Evidence of infection was found in (36 patients) 85% of patients. out of them most common infection was found to be urinary tract infection (80%), followed by bloodstream infection in 13 patients (30.9%) and respiratory tract infection in 8 patients (19%). 14.28% of patients had fungal infections (mainly candida infection). The most common organism was found to be gram-negative bacteria in the urinary and respiratory tract. Blood stream infection was mostly caused by gram-positive bacteria. 38 % of patients with urinary tract infections had mix gram-positive bacteria, gram-negative bacteria, and fungal infections.
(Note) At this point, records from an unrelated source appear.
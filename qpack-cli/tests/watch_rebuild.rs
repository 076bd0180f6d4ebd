use assert_cmd::prelude::*;
use assert_fs::prelude::*;
use std::process::{Command, Stdio};
use std::time::{Duration, Instant};

// More files than WATCH_UPDATE_THRESHOLD_FILES, so the startup diff alone
// puts the watch session into rebuild territory.
const FILE_COUNT: usize = 140;

#[test]
fn threshold_and_quiet_period_trigger_rebuild() {
    let td = assert_fs::TempDir::new().unwrap();
    let data = td.child("data");
    data.create_dir_all().unwrap();
    for i in 0..FILE_COUNT {
        std::fs::write(
            data.child(format!("f{i:03}.txt")).path(),
            format!("file {i}\n"),
        )
        .unwrap();
    }
    td.child("proj.qgp").write_str("path data\n").unwrap();

    Command::cargo_bin("qpack")
        .unwrap()
        .current_dir(td.path())
        .args(["build", "proj.qgp"])
        .assert()
        .success();

    // Grow every file so it differs from the pack by size.
    for i in 0..FILE_COUNT {
        let path = data.child(format!("f{i:03}.txt")).path().to_path_buf();
        let mut contents = std::fs::read(&path).unwrap();
        contents.extend_from_slice(b"changed\n");
        std::fs::write(&path, contents).unwrap();
    }

    let mut watch = Command::cargo_bin("qpack")
        .unwrap()
        .current_dir(td.path())
        .args(["watch", "proj.qgp"])
        .stdout(Stdio::null())
        .stderr(Stdio::null())
        .spawn()
        .unwrap();

    // The sidecar appears with the startup diff; once the change set stays
    // quiet past the update timeout, the rebuild removes it again.
    let sidecar = td.child("proj.qgc").path().to_path_buf();
    let deadline = Instant::now() + Duration::from_secs(60);
    let mut saw_sidecar = false;
    let mut rebuilt = false;
    while Instant::now() < deadline {
        match (saw_sidecar, sidecar.exists()) {
            (false, true) => saw_sidecar = true,
            (true, false) => {
                rebuilt = true;
                break;
            }
            _ => {}
        }
        std::thread::sleep(Duration::from_millis(100));
    }
    let _ = watch.kill();
    let _ = watch.wait();

    assert!(saw_sidecar, "startup diff never produced proj.qgc");
    assert!(rebuilt, "quiet period did not remove proj.qgc");

    // The regenerated pack reflects the grown files.
    let pack = td.child("proj.qgd").path().to_string_lossy().into_owned();
    let listed = qpack_core::reader::data_file_list(&pack).unwrap();
    assert_eq!(listed.len(), FILE_COUNT);
    for info in &listed {
        let on_disk = std::fs::metadata(td.path().join(&info.path)).unwrap();
        assert_eq!(info.file_size, on_disk.len());
    }
    td.child("proj.qgd_").assert(predicates::path::missing());
}
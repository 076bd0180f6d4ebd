use clap::{Parser, Subcommand};

use qpack_core::builder;
use qpack_core::output::Output;
use qpack_core::watch;

#[derive(Parser)]
#[command(name = "qpack", version, about = "source data pack builder and watcher")]
struct Cli {
    #[command(subcommand)]
    cmd: Cmd,
}

#[derive(Subcommand)]
enum Cmd {
    /// Build the data pack for a project
    Build {
        /// Project file or directory
        project: String,
    },
    /// Watch a project, maintaining its change list; runs until killed
    Watch {
        /// Project file or directory
        project: String,
    },
}

fn main() {
    let cli = Cli::parse();
    let output = Output::new();

    let result = match cli.cmd {
        Cmd::Build { project } => builder::build_project(&output, &project),
        Cmd::Watch { project } => watch::watch_project(&output, &project),
    };

    // Setup failures surface through the sink like every other report.
    if let Err(err) = result {
        output.error(&format!("Error {err:#}\n"));
        std::process::exit(1);
    }
}
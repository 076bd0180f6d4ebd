//! Per-chunk membership filter over 4-byte substrings ("4-grams") of the
//! chunk's file contents. The query side runs the same key packing and bit
//! selection to skip chunks that cannot contain a needle, so any change
//! here is a format break.

/// Pack four content bytes into a 4-gram key. Byte order is fixed.
pub fn ngram(a: u8, b: u8, c: u8, d: u8) -> u32 {
    a as u32 | (b as u32) << 8 | (c as u32) << 16 | (d as u32) << 24
}

/// Compression runs ~5x and the index should be ~10% of the compressed
/// chunk, so the filter gets 1/50th of the raw data size. Indexes under
/// 1 KiB are not worth their header bytes and collapse to zero.
pub fn index_size(data_size: usize) -> usize {
    let size = data_size / 50;
    if size < 1024 {
        0
    } else {
        size
    }
}

/// Optimal hash count for an m-bit filter holding n keys: ln2 * m / n,
/// clamped to [1, 16].
pub fn hash_iterations(index_size: usize, item_count: usize) -> u32 {
    if item_count == 0 {
        return 1;
    }
    let m = (index_size * 8) as f64;
    let n = item_count as f64;
    (0.693147181 * m / n).round().clamp(1.0, 16.0) as u32
}

// Double hashing: bit i is (h1 + i * h2) mod filter bits, h2 forced odd.
fn mix(key: u32) -> (u32, u32) {
    let mut h1 = key ^ (key >> 16);
    h1 = h1.wrapping_mul(0x85eb_ca6b);
    h1 ^= h1 >> 13;
    let mut h2 = key.wrapping_mul(0xc2b2_ae35);
    h2 ^= h2 >> 15;
    (h1, h2 | 1)
}

/// Set `iterations` bits derived from `key` in the filter.
pub fn update(data: &mut [u8], key: u32, iterations: u32) {
    let bits = (data.len() * 8) as u32;
    let (h1, h2) = mix(key);
    for i in 0..iterations {
        let bit = h1.wrapping_add(i.wrapping_mul(h2)) % bits;
        data[(bit / 8) as usize] |= 1 << (bit % 8);
    }
}

/// Membership test; false positives possible, false negatives never.
pub fn contains(data: &[u8], key: u32, iterations: u32) -> bool {
    let bits = (data.len() * 8) as u32;
    let (h1, h2) = mix(key);
    (0..iterations).all(|i| {
        let bit = h1.wrapping_add(i.wrapping_mul(h2)) % bits;
        data[(bit / 8) as usize] & (1 << (bit % 8)) != 0
    })
}
use std::collections::VecDeque;
use std::sync::Arc;

/// A view into shared backing storage. Splitting a file across chunks
/// produces several views over one allocation; the allocation is freed
/// when the last view has been serialized.
#[derive(Clone)]
pub struct Blob {
    storage: Arc<Vec<u8>>,
    offset: usize,
    count: usize,
}

impl Blob {
    pub fn new(storage: Vec<u8>) -> Self {
        let count = storage.len();
        Blob { storage: Arc::new(storage), offset: 0, count }
    }

    pub fn data(&self) -> &[u8] {
        &self.storage[self.offset..self.offset + self.count]
    }

    pub fn len(&self) -> usize {
        self.count
    }

    pub fn is_empty(&self) -> bool {
        self.count == 0
    }

    /// Detach the first `size` bytes as a new view and advance this one.
    fn split_prefix(&mut self, size: usize) -> Blob {
        assert!(size <= self.count);
        let prefix = Blob { storage: Arc::clone(&self.storage), offset: self.offset, count: size };
        self.offset += size;
        self.count -= size;
        prefix
    }
}

/// One file segment queued for packing. `start_line` is 0 for the first
/// segment of an original file and the 1-based first line number of every
/// later segment produced by splitting.
pub struct ChunkFile {
    pub name: String,
    pub contents: Blob,
    pub start_line: u32,
    pub file_size: u64,
    pub time_stamp: u64,
}

pub struct Chunk {
    pub files: Vec<ChunkFile>,
    pub total_size: usize,
}

/// Accumulates pending segments and cuts target-size chunks on demand.
pub struct ChunkAssembler {
    pending: VecDeque<ChunkFile>,
    pending_size: usize,
    chunk_size: usize,
}

impl ChunkAssembler {
    pub fn new(chunk_size: usize) -> Self {
        ChunkAssembler { pending: VecDeque::new(), pending_size: 0, chunk_size }
    }

    /// Copy `data` into fresh backing storage and queue it. Returns the
    /// chunks that crossed the emission threshold, in write order.
    pub fn append(
        &mut self,
        name: &str,
        start_line: u32,
        data: &[u8],
        time_stamp: u64,
        file_size: u64,
    ) -> Vec<Chunk> {
        self.pending.push_back(ChunkFile {
            name: name.to_string(),
            contents: Blob::new(data.to_vec()),
            start_line,
            file_size,
            time_stamp,
        });
        self.pending_size += data.len();

        let mut chunks = Vec::new();
        while self.pending_size >= self.chunk_size * 2 {
            chunks.push(self.cut_chunk());
        }
        chunks
    }

    /// Drain everything still pending; the final chunk may be short.
    pub fn flush(&mut self) -> Vec<Chunk> {
        let mut chunks = Vec::new();
        while !self.pending.is_empty() {
            chunks.push(self.cut_chunk());
        }
        chunks
    }

    fn cut_chunk(&mut self) -> Chunk {
        let target = self.chunk_size;
        let mut chunk = Chunk { files: Vec::new(), total_size: 0 };

        while chunk.total_size < target {
            let Some(mut file) = self.pending.pop_front() else { break };
            let remaining = target - chunk.total_size;

            if file.contents.len() <= remaining {
                chunk.total_size += file.contents.len();
                chunk.files.push(file);
            } else {
                // The head does not fit whole; take a line-aligned prefix
                // and keep the rest at the front of the queue.
                split_into_chunk(&mut chunk, &mut file, remaining);
                if !file.contents.is_empty() {
                    self.pending.push_front(file);
                }
                break;
            }
        }

        debug_assert!(chunk.total_size <= self.pending_size);
        self.pending_size -= chunk.total_size;
        chunk
    }
}

/// Push the longest prefix of `file` that ends on a newline and fits in
/// `remaining` bytes. When no newline fits and the chunk is still empty,
/// the first whole line goes in regardless of the target; when the chunk
/// already has content, nothing is added and the file leads the next chunk.
fn split_into_chunk(chunk: &mut Chunk, file: &mut ChunkFile, remaining: usize) {
    let data = file.contents.data();
    debug_assert!(remaining < data.len());

    let (skip_size, skip_lines) = line_aligned_prefix(&data[..remaining]);
    if skip_size == 0 && !chunk.files.is_empty() {
        return;
    }

    let (size, lines) = if skip_size > 0 {
        (skip_size, skip_lines)
    } else {
        (first_line_len(data), 1)
    };

    let prefix = ChunkFile {
        name: file.name.clone(),
        contents: file.contents.split_prefix(size),
        start_line: file.start_line,
        file_size: file.file_size,
        time_stamp: file.time_stamp,
    };
    chunk.total_size += size;
    chunk.files.push(prefix);
    file.start_line += lines;
}

/// One past the last `\n` in `data` and the number of newlines before it;
/// (0, 0) when there is no newline.
fn line_aligned_prefix(data: &[u8]) -> (usize, u32) {
    let mut result = (0, 0);
    for (i, &b) in data.iter().enumerate() {
        if b == b'\n' {
            result.0 = i + 1;
            result.1 += 1;
        }
    }
    result
}

/// Length of the first line including its `\n`, or all of `data` when it
/// has none.
fn first_line_len(data: &[u8]) -> usize {
    match data.iter().position(|&b| b == b'\n') {
        Some(i) => i + 1,
        None => data.len(),
    }
}
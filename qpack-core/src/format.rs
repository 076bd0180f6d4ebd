use anyhow::{bail, Result};
use std::io::{Read, Write};

/// Pack layout, all integers little-endian:
/// [magic: 4 bytes] then per chunk:
/// [DataChunkHeader: 24 bytes]
/// [extra_size reserved bytes] [index_size Bloom bytes]
/// [compressed_size LZ4 block bytes]
/// Decompressed chunk payload:
/// [file_count * DataChunkFileHeader] [name bytes] [file data bytes]
pub const DATA_FILE_MAGIC: &[u8; 4] = b"QGD1";

pub const CHUNK_HEADER_SIZE: usize = 24;
pub const FILE_HEADER_SIZE: usize = 40;

#[derive(Clone, Copy, Debug, Default, PartialEq, Eq)]
pub struct DataChunkHeader {
    pub file_count: u32,
    pub uncompressed_size: u32,
    pub compressed_size: u32,
    pub index_size: u32,
    pub index_hash_iterations: u32,
    pub extra_size: u32,
}

impl DataChunkHeader {
    pub fn write_to<W: Write>(&self, out: &mut W) -> std::io::Result<()> {
        let mut buf = [0u8; CHUNK_HEADER_SIZE];
        buf[0..4].copy_from_slice(&self.file_count.to_le_bytes());
        buf[4..8].copy_from_slice(&self.uncompressed_size.to_le_bytes());
        buf[8..12].copy_from_slice(&self.compressed_size.to_le_bytes());
        buf[12..16].copy_from_slice(&self.index_size.to_le_bytes());
        buf[16..20].copy_from_slice(&self.index_hash_iterations.to_le_bytes());
        buf[20..24].copy_from_slice(&self.extra_size.to_le_bytes());
        out.write_all(&buf)
    }

    pub fn decode(buf: &[u8; CHUNK_HEADER_SIZE]) -> Self {
        DataChunkHeader {
            file_count: get_u32(buf, 0),
            uncompressed_size: get_u32(buf, 4),
            compressed_size: get_u32(buf, 8),
            index_size: get_u32(buf, 12),
            index_hash_iterations: get_u32(buf, 16),
            extra_size: get_u32(buf, 20),
        }
    }

    /// Read the next chunk header, `None` on a clean end of file.
    pub fn read_opt<R: Read>(input: &mut R) -> Result<Option<Self>> {
        let mut buf = [0u8; CHUNK_HEADER_SIZE];
        let mut filled = 0;
        while filled < buf.len() {
            let n = input.read(&mut buf[filled..])?;
            if n == 0 {
                break;
            }
            filled += n;
        }
        if filled == 0 {
            return Ok(None);
        }
        if filled < buf.len() {
            bail!("truncated chunk header");
        }
        Ok(Some(Self::decode(&buf)))
    }

    /// Size of the per-file header table at the front of the payload.
    pub fn file_table_size(&self) -> usize {
        self.file_count as usize * FILE_HEADER_SIZE
    }
}

/// Offsets are relative to the start of the uncompressed chunk payload.
#[derive(Clone, Copy, Debug, Default, PartialEq, Eq)]
pub struct DataChunkFileHeader {
    pub name_offset: u32,
    pub name_length: u32,
    pub data_offset: u32,
    pub data_size: u32,
    pub start_line: u32,
    pub reserved: u32,
    pub file_size: u64,
    pub time_stamp: u64,
}

impl DataChunkFileHeader {
    pub fn encode_into(&self, out: &mut Vec<u8>) {
        out.extend_from_slice(&self.name_offset.to_le_bytes());
        out.extend_from_slice(&self.name_length.to_le_bytes());
        out.extend_from_slice(&self.data_offset.to_le_bytes());
        out.extend_from_slice(&self.data_size.to_le_bytes());
        out.extend_from_slice(&self.start_line.to_le_bytes());
        out.extend_from_slice(&self.reserved.to_le_bytes());
        out.extend_from_slice(&self.file_size.to_le_bytes());
        out.extend_from_slice(&self.time_stamp.to_le_bytes());
    }

    pub fn decode(buf: &[u8]) -> Result<Self> {
        if buf.len() < FILE_HEADER_SIZE {
            bail!("truncated file header");
        }
        Ok(DataChunkFileHeader {
            name_offset: get_u32(buf, 0),
            name_length: get_u32(buf, 4),
            data_offset: get_u32(buf, 8),
            data_size: get_u32(buf, 12),
            start_line: get_u32(buf, 16),
            reserved: get_u32(buf, 20),
            file_size: get_u64(buf, 24),
            time_stamp: get_u64(buf, 32),
        })
    }
}

fn get_u32(buf: &[u8], offset: usize) -> u32 {
    u32::from_le_bytes(buf[offset..offset + 4].try_into().unwrap())
}

fn get_u64(buf: &[u8], offset: usize) -> u64 {
    u64::from_le_bytes(buf[offset..offset + 8].try_into().unwrap())
}
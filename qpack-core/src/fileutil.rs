use std::fs;
use std::time::UNIX_EPOCH;

/// Modification time (seconds since the Unix epoch) and size of a regular
/// file, or `None` when it cannot be stat'ed.
pub fn file_attributes(path: &str) -> Option<(u64, u64)> {
    let meta = fs::metadata(path).ok()?;
    if !meta.is_file() {
        return None;
    }
    let modified = meta.modified().ok()?;
    let time_stamp = modified.duration_since(UNIX_EPOCH).ok()?.as_secs();
    Some((time_stamp, meta.len()))
}

/// `foo/bar.qgp` -> `foo/bar<ext>`; a path without an extension just gets
/// `ext` appended. `ext` includes the leading dot.
pub fn replace_extension(path: &str, ext: &str) -> String {
    let cut = match (path.rfind('.'), path.rfind(['/', '\\'])) {
        (Some(dot), Some(sep)) if dot > sep => dot,
        (Some(dot), None) => dot,
        _ => path.len(),
    };
    format!("{}{}", &path[..cut], ext)
}

/// Canonical path form used throughout the pack and the change list:
/// forward slashes, no leading `./`.
pub fn normalize_slashes(path: &str) -> String {
    let path = path.replace('\\', "/");
    match path.strip_prefix("./") {
        Some(rest) => rest.to_string(),
        None => path,
    }
}

/// Join a watch root and a root-relative file into the canonical form.
pub fn normalize_path(root: &str, file: &str) -> String {
    if root.is_empty() {
        return normalize_slashes(file);
    }
    let mut joined = String::with_capacity(root.len() + file.len() + 1);
    joined.push_str(root);
    if !root.ends_with('/') && !root.ends_with('\\') {
        joined.push('/');
    }
    joined.push_str(file);
    normalize_slashes(&joined)
}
Univariate analysis showed that factors associated with higher 30-day mortality were age, higher lactate, procalcitonin, and need for IMV support or vasopressor support and higher APACHE II, III, IV, SAPS II, SOFA SCORE during ICU stay as seen in table 2. Out of them only 3 factors, Age and need for IMV support or vasopressor support, were found to be directly associated with 30-day mortality in multivariate analysis (Table 3).
DISCUSSION
This is the first descriptive analysis of clinical course and outcomes in brain tumor patients admitted to a medical ICU in India and compared various scoring systems to guide decision-making. Our 30-day mortality rate was 30.95%. It corresponded to the ICU mortality rate in cancer patients and hospital mortality rate in patients with non-oncological diseases as described by previous studies9,10). It is lower than studies done on primary brain tumors by Maxen et al. (73%), Bernhard et al. (60%)7,11). It is higher than studies on PBT done by Kang et al. (20%), and 2 French studies (22–23%)10,12,13). This might be because the patients with primary brain tumors in previously published cohorts were less severely ill than patients in our cohort as they received less vasopressor support and had lower apache scores and lower hospital stay, in contrast to our study.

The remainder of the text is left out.